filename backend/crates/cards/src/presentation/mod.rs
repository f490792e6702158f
//! Presentation Layer

pub mod dto;
pub mod handlers;
pub mod router;
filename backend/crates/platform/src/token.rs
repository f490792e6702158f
//! Signed Bearer Tokens
//!
//! Stateless auth tokens: a base64url JSON claims payload signed with
//! HMAC-SHA256. The server keeps no session state; identity travels in
//! the token and is verified on every request.
//!
//! Token layout: `base64url(claims_json) + "." + base64url(hmac)`

use base64::{Engine, engine::general_purpose::URL_SAFE_NO_PAD};
use chrono::Utc;
use hmac::{Hmac, Mac};
use serde::{Deserialize, Serialize};
use sha2::Sha256;
use thiserror::Error;

type HmacSha256 = Hmac<Sha256>;

/// Token verification errors
#[derive(Debug, Clone, PartialEq, Eq, Error)]
pub enum TokenError {
    /// Token is not structurally valid or the signature does not match
    #[error("Invalid token")]
    Invalid,

    /// Token signature is valid but the expiry has passed
    #[error("Token has expired")]
    Expired,
}

/// Claims carried inside a signed token
#[derive(Debug, Clone, PartialEq, Eq, Serialize, Deserialize)]
pub struct Claims {
    /// Subject (username)
    pub sub: String,
    /// Role code ("USER" / "ADMIN")
    pub role: String,
    /// Expiry as epoch milliseconds
    pub exp_ms: i64,
}

impl Claims {
    pub fn is_expired(&self, now_ms: i64) -> bool {
        self.exp_ms <= now_ms
    }
}

/// Issues and verifies HMAC-SHA256 signed tokens
#[derive(Clone)]
pub struct TokenSigner {
    secret: [u8; 32],
}

impl TokenSigner {
    pub fn new(secret: [u8; 32]) -> Self {
        Self { secret }
    }

    /// Sign claims into a bearer token
    pub fn issue(&self, claims: &Claims) -> String {
        // Claims are a flat struct; serialization cannot fail
        let payload_json = serde_json::to_vec(claims).unwrap_or_default();
        let payload = URL_SAFE_NO_PAD.encode(payload_json);
        let signature = self.sign(payload.as_bytes());

        format!("{}.{}", payload, URL_SAFE_NO_PAD.encode(signature))
    }

    /// Verify a token's signature and expiry, returning its claims
    pub fn verify(&self, token: &str) -> Result<Claims, TokenError> {
        let (payload, signature_b64) = token.split_once('.').ok_or(TokenError::Invalid)?;

        let signature = URL_SAFE_NO_PAD
            .decode(signature_b64)
            .map_err(|_| TokenError::Invalid)?;

        // Constant-time comparison via hmac's verify_slice
        let mut mac = HmacSha256::new_from_slice(&self.secret).expect("HMAC accepts any key size");
        mac.update(payload.as_bytes());
        mac.verify_slice(&signature).map_err(|_| TokenError::Invalid)?;

        let payload_json = URL_SAFE_NO_PAD
            .decode(payload)
            .map_err(|_| TokenError::Invalid)?;
        let claims: Claims =
            serde_json::from_slice(&payload_json).map_err(|_| TokenError::Invalid)?;

        if claims.is_expired(Utc::now().timestamp_millis()) {
            return Err(TokenError::Expired);
        }

        Ok(claims)
    }

    fn sign(&self, data: &[u8]) -> [u8; 32] {
        let mut mac = HmacSha256::new_from_slice(&self.secret).expect("HMAC accepts any key size");
        mac.update(data);
        mac.finalize().into_bytes().into()
    }
}

/// Generate a random 32-byte signing secret
pub fn random_secret() -> [u8; 32] {
    use rand::RngCore;
    let mut secret = [0u8; 32];
    rand::rngs::OsRng.fill_bytes(&mut secret);
    secret
}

### WHAT THIS TASK INVOLVES
Lines holding the word "Deserialize" are the answer; copy every one from the records above.

### PROBLEM SOLUTION
use serde::{Deserialize, Serialize};
#[derive(Debug, Clone, PartialEq, Eq, Serialize, Deserialize)]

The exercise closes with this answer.